Per le ragioni suddette, la censura non può dunque trovare ingresso.

La censura sub d), con la quale si lamenta la violazione dell’art. 117 del DPR n. 3 del 1957, è inattendibile in punto di fatto, dal momento che risulta per tabulas che la sentenza penale è divenuta irrevocabile il 10 aprile 2009, mentre il sotteso procedimento disciplinare è stato avviato mediante inchiesta formale soltanto il successivo 11 giugno 2009.

Parimenti, non sussiste la violazione del principio del ne bis in idem (censura sub e) atteso che, mentre la prima delle sanzioni si riferiva a due missive inviate ad altrettanti colleghi, che avrebbero dovuto comparire quali testimoni davanti a un processo in cui era coinvolto il ricorrente, la seconda sanzione riguarda plurime missive inviate a società private per affari personali, missive di auguri, lettere indirizzate a propri difensori in cause civili e penali, comunicazioni alla ex consorte e persino ordini di acquisto relativi a capi di abbigliamento.
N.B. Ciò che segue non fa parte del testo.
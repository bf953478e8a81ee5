use serde::{Deserialize, Serialize};

/// Externally visible lifecycle of an assessment attempt.
///
/// ```text
/// Loading -> Ready -> Running -> Submitting -> Completed
///    |         |         |          |
///    +-> Failed|         |          +-> Failed
///              +---------+-> Abandoned
/// ```
#[derive(Debug, Clone, Copy, PartialEq, Eq, Hash, Serialize, Deserialize)]
pub enum SessionStatus {
    /// Held by callers while a quiz is being fetched; a session object only
    /// exists from `Ready` on and never reports this.
    Loading,
    Ready,
    Running,
    Submitting,
    Completed,
    Failed,
    /// Left without submitting; no result exists.
    Abandoned,
}

impl SessionStatus {
    /// Completed, Failed and Abandoned are final; nothing leaves them.
    #[must_use]
    pub fn is_terminal(self) -> bool {
        matches!(
            self,
            SessionStatus::Completed | SessionStatus::Failed | SessionStatus::Abandoned
        )
    }

    #[must_use]
    pub fn as_str(self) -> &'static str {
        match self {
            SessionStatus::Loading => "loading",
            SessionStatus::Ready => "ready",
            SessionStatus::Running => "running",
            SessionStatus::Submitting => "submitting",
            SessionStatus::Completed => "completed",
            SessionStatus::Failed => "failed",
            SessionStatus::Abandoned => "abandoned",
        }
    }
}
Di qui la presenza di nuovi e diversi addebiti rispetto a quelli iniziali e, dunque, l’infondatezza della relativa censura, considerato peraltro che, ai sensi del regolamento interno di cui al decreto dirigenziale in data 10 agosto 2006 (recante <<Guida tecnica – norme e procedure disciplinari>>), la riunione dei due procedimenti, pure invocata da parte del ricorrente <<trova un limite nel caso in cui, per fatti diversi riconducibili alla stessa vicenda, risultino instaurati nei confronti dello stesso militare più procedimenti penali dei quali non sia stata disposta la riunione>>
(punto n. 7 della citata Guida).

Il motivo sub f) non può, del pari, trovare ingresso in quanto, anche a volere ammettere una autonoma istruttoria e valutazione della p.a., il ricorrente non ha in alcun modo contestato la dinamica dei fatti contestati, frutto, tra l’altro, di obiettivo accertamento nella competente sede penale (all’interno della quale, si rammenta, non si è pervenuti a una sentenza di assoluzione nel merito in quanto <<l’istruzione dibattimentale … ha comunque evidenziato sia una ricostruzione del fatto in termini di accertamento della sua sussistenza sia della sua attribuibilità all’odierno prevenuto>>).
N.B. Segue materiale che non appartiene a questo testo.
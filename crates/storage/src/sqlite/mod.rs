use std::sync::Arc;
use std::time::Duration;

use sqlx::{SqlitePool, sqlite::SqlitePoolOptions};
use thiserror::Error;

use crate::repository::{QuizRepository, QuizSource, ResultRepository, Storage};

mod mapping;
mod migrate;
mod quiz_repo;
mod result_repo;

#[derive(Clone)]
pub struct SqliteRepository {
    pool: SqlitePool,
}

#[derive(Debug, Error)]
#[non_exhaustive]
pub enum SqliteInitError {
    #[error(transparent)]
    Sqlx(#[from] sqlx::Error),
}

impl SqliteRepository {
    /// Connect to `SQLite` using the given URL.
    ///
    /// # Errors
    ///
    /// Returns `SqliteInitError` if the connection cannot be established or if
    /// the connection pragmas fail during setup.
    pub async fn connect(database_url: &str) -> Result<Self, SqliteInitError> {
        let pool = SqlitePoolOptions::new()
            .max_connections(5)
            .acquire_timeout(Duration::from_secs(5))
            .after_connect(|conn, _meta| {
                Box::pin(async move {
                    sqlx::query("PRAGMA journal_mode = WAL;")
                        .execute(&mut *conn)
                        .await?;
                    sqlx::query("PRAGMA busy_timeout = 5000;")
                        .execute(&mut *conn)
                        .await?;
                    Ok(())
                })
            })
            .connect(database_url)
            .await?;
        Ok(Self { pool })
    }

    #[must_use]
    pub fn pool(&self) -> &SqlitePool {
        &self.pool
    }

    /// Create tables if they do not exist.
    ///
    /// # Errors
    ///
    /// Returns `SqliteInitError` if migration queries fail.
    pub async fn migrate(&self) -> Result<(), SqliteInitError> {
        migrate::run_migrations(&self.pool).await
    }
}

impl Storage {
    /// Build a `Storage` backed by `SQLite`.
    ///
    /// # Errors
    ///
    /// Returns `SqliteInitError` if connection or migrations cannot be
    /// completed.
    pub async fn sqlite(database_url: &str) -> Result<Self, SqliteInitError> {
        let repo = SqliteRepository::connect(database_url).await?;
        repo.migrate().await?;
        let quizzes: Arc<dyn QuizRepository> = Arc::new(repo.clone());
        let quiz_source: Arc<dyn QuizSource> = Arc::new(repo.clone());
        let results: Arc<dyn ResultRepository> = Arc::new(repo);
        Ok(Self {
            quizzes,
            quiz_source,
            results,
        })
    }
}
A ciò si aggiunga che anche la Corte dei conti, con sentenza n. 119 del 23 marzo 2009, ha condannato il militare alla rifusione delle spese, per i danni procurati all’Erario.
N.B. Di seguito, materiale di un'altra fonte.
use async_trait::async_trait;
use quiz_core::model::raw::{raw_quiz_id, read_header};
use quiz_core::model::{QuizHeader, QuizId, QuizResult};
use serde_json::Value;
use std::collections::HashMap;
use std::sync::{Arc, Mutex};
use thiserror::Error;

/// Errors surfaced by storage adapters.
#[derive(Debug, Error)]
#[non_exhaustive]
pub enum StorageError {
    #[error("not found")]
    NotFound,

    #[error("conflict")]
    Conflict,

    #[error("connection error: {0}")]
    Connection(String),

    #[error("serialization error: {0}")]
    Serialization(String),
}

/// Stored shape of a quiz: header columns plus the raw JSON body as received.
///
/// The body is kept opaque; normalization happens when a session is loaded.
#[derive(Debug, Clone, PartialEq)]
pub struct QuizRecord {
    pub header: QuizHeader,
    pub body: Value,
}

impl QuizRecord {
    /// Build a record from a raw quiz document, using its `id` field unless `id` is given.
    ///
    /// # Errors
    ///
    /// Returns `StorageError::Serialization` if the document has no usable id or is not
    /// a quiz object.
    pub fn from_json(id: Option<QuizId>, body: Value) -> Result<Self, StorageError> {
        let id = id
            .or_else(|| raw_quiz_id(&body))
            .ok_or_else(|| StorageError::Serialization("quiz document has no id".into()))?;
        let header =
            read_header(id, &body).map_err(|e| StorageError::Serialization(e.to_string()))?;
        Ok(Self { header, body })
    }
}

/// Persisted result together with its storage row id.
#[derive(Debug, Clone, PartialEq, Eq)]
pub struct ResultRow {
    pub id: i64,
    pub result: QuizResult,
}

impl ResultRow {
    #[must_use]
    pub fn new(id: i64, result: QuizResult) -> Self {
        Self { id, result }
    }
}

/// Read side of the quiz data service.
#[async_trait]
pub trait QuizSource: Send + Sync {
    /// Fetch the header (title, entitlement flag) without the quiz body.
    ///
    /// # Errors
    ///
    /// Returns `StorageError::NotFound` if the quiz is unknown, or other storage errors.
    async fn quiz_header(&self, id: &QuizId) -> Result<QuizHeader, StorageError>;

    /// Fetch the raw quiz document.
    ///
    /// # Errors
    ///
    /// Returns `StorageError::NotFound` if the quiz is unknown, or other storage errors.
    async fn fetch_quiz_by_id(&self, id: &QuizId) -> Result<Value, StorageError>;
}

/// Writable quiz store used by seeding and tests.
#[async_trait]
pub trait QuizRepository: QuizSource {
    /// Insert or replace a quiz.
    ///
    /// # Errors
    ///
    /// Returns `StorageError` if the quiz cannot be stored.
    async fn upsert_quiz(&self, record: &QuizRecord) -> Result<(), StorageError>;

    /// List quiz headers ordered by id.
    ///
    /// # Errors
    ///
    /// Returns `StorageError` on read failures.
    async fn list_quiz_headers(&self, limit: u32) -> Result<Vec<QuizHeader>, StorageError>;
}

/// Durable store for completed attempts.
#[async_trait]
pub trait ResultRepository: Send + Sync {
    /// Append a result and return its row id.
    ///
    /// # Errors
    ///
    /// Returns `StorageError` if the result cannot be stored.
    async fn append_result(&self, result: &QuizResult) -> Result<i64, StorageError>;

    /// Fetch a result by row id.
    ///
    /// # Errors
    ///
    /// Returns `StorageError::NotFound` if missing, or other storage errors.
    async fn get_result(&self, id: i64) -> Result<QuizResult, StorageError>;

    /// Most recent results for a quiz, newest first.
    ///
    /// # Errors
    ///
    /// Returns `StorageError` on read failures.
    async fn list_result_rows(
        &self,
        quiz_id: &QuizId,
        limit: u32,
    ) -> Result<Vec<ResultRow>, StorageError>;
}

/// Simple in-memory repository implementation for testing and prototyping.
#[derive(Clone, Default)]
pub struct InMemoryRepository {
    quizzes: Arc<Mutex<HashMap<QuizId, QuizRecord>>>,
    results: Arc<Mutex<Vec<QuizResult>>>,
}

impl InMemoryRepository {
    #[must_use]
    pub fn new() -> Self {
        Self::default()
    }
}

#[async_trait]
impl QuizSource for InMemoryRepository {
    async fn quiz_header(&self, id: &QuizId) -> Result<QuizHeader, StorageError> {
        let guard = self
            .quizzes
            .lock()
            .map_err(|e| StorageError::Connection(e.to_string()))?;
        guard
            .get(id)
            .map(|r| r.header.clone())
            .ok_or(StorageError::NotFound)
    }

    async fn fetch_quiz_by_id(&self, id: &QuizId) -> Result<Value, StorageError> {
        let guard = self
            .quizzes
            .lock()
            .map_err(|e| StorageError::Connection(e.to_string()))?;
        guard
            .get(id)
            .map(|r| r.body.clone())
            .ok_or(StorageError::NotFound)
    }
}

#[async_trait]
impl QuizRepository for InMemoryRepository {
    async fn upsert_quiz(&self, record: &QuizRecord) -> Result<(), StorageError> {
        let mut guard = self
            .quizzes
            .lock()
            .map_err(|e| StorageError::Connection(e.to_string()))?;
        guard.insert(record.header.id.clone(), record.clone());
        Ok(())
    }

    async fn list_quiz_headers(&self, limit: u32) -> Result<Vec<QuizHeader>, StorageError> {
        let guard = self
            .quizzes
            .lock()
            .map_err(|e| StorageError::Connection(e.to_string()))?;
        let mut headers: Vec<_> = guard.values().map(|r| r.header.clone()).collect();
        headers.sort_by(|a, b| a.id.cmp(&b.id));
        headers.truncate(usize::try_from(limit).unwrap_or(usize::MAX));
        Ok(headers)
    }
}

#[async_trait]
impl ResultRepository for InMemoryRepository {
    async fn append_result(&self, result: &QuizResult) -> Result<i64, StorageError> {
        let mut guard = self
            .results
            .lock()
            .map_err(|e| StorageError::Connection(e.to_string()))?;
        guard.push(result.clone());
        i64::try_from(guard.len()).map_err(|e| StorageError::Serialization(e.to_string()))
    }

    async fn get_result(&self, id: i64) -> Result<QuizResult, StorageError> {
        let guard = self
            .results
            .lock()
            .map_err(|e| StorageError::Connection(e.to_string()))?;
        let index = usize::try_from(id - 1).map_err(|_| StorageError::NotFound)?;
        guard.get(index).cloned().ok_or(StorageError::NotFound)
    }

    async fn list_result_rows(
        &self,
        quiz_id: &QuizId,
        limit: u32,
    ) -> Result<Vec<ResultRow>, StorageError> {
        let guard = self
            .results
            .lock()
            .map_err(|e| StorageError::Connection(e.to_string()))?;
        let limit = usize::try_from(limit).unwrap_or(usize::MAX);
        let mut rows = Vec::new();
        for (index, result) in guard.iter().enumerate().rev() {
            if rows.len() >= limit {
                break;
            }
            if result.quiz_id() == quiz_id {
                let id = i64::try_from(index + 1)
                    .map_err(|e| StorageError::Serialization(e.to_string()))?;
                rows.push(ResultRow::new(id, result.clone()));
            }
        }
        Ok(rows)
    }
}

/// Aggregates repositories behind trait objects for easy backend swapping.
#[derive(Clone)]
pub struct Storage {
    pub quizzes: Arc<dyn QuizRepository>,
    pub quiz_source: Arc<dyn QuizSource>,
    pub results: Arc<dyn ResultRepository>,
}

impl Storage {
    #[must_use]
    pub fn in_memory() -> Self {
        let repo = InMemoryRepository::new();
        let quizzes: Arc<dyn QuizRepository> = Arc::new(repo.clone());
        let quiz_source: Arc<dyn QuizSource> = Arc::new(repo.clone());
        let results: Arc<dyn ResultRepository> = Arc::new(repo);
        Self {
            quizzes,
            quiz_source,
            results,
        }
    }
}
Di qui la congruità dell’istruttoria e, in ogni caso, la genericità della censura, atteso che il ricorrente non ha in alcun modo eccepito, almeno in questa sede, l’insussistenza materiale delle condotte addebitategli.

In conclusione, il ricorso è infondato e deve essere rigettato.

Sussistono, peraltro, giusti motivi per compensare le spese di lite.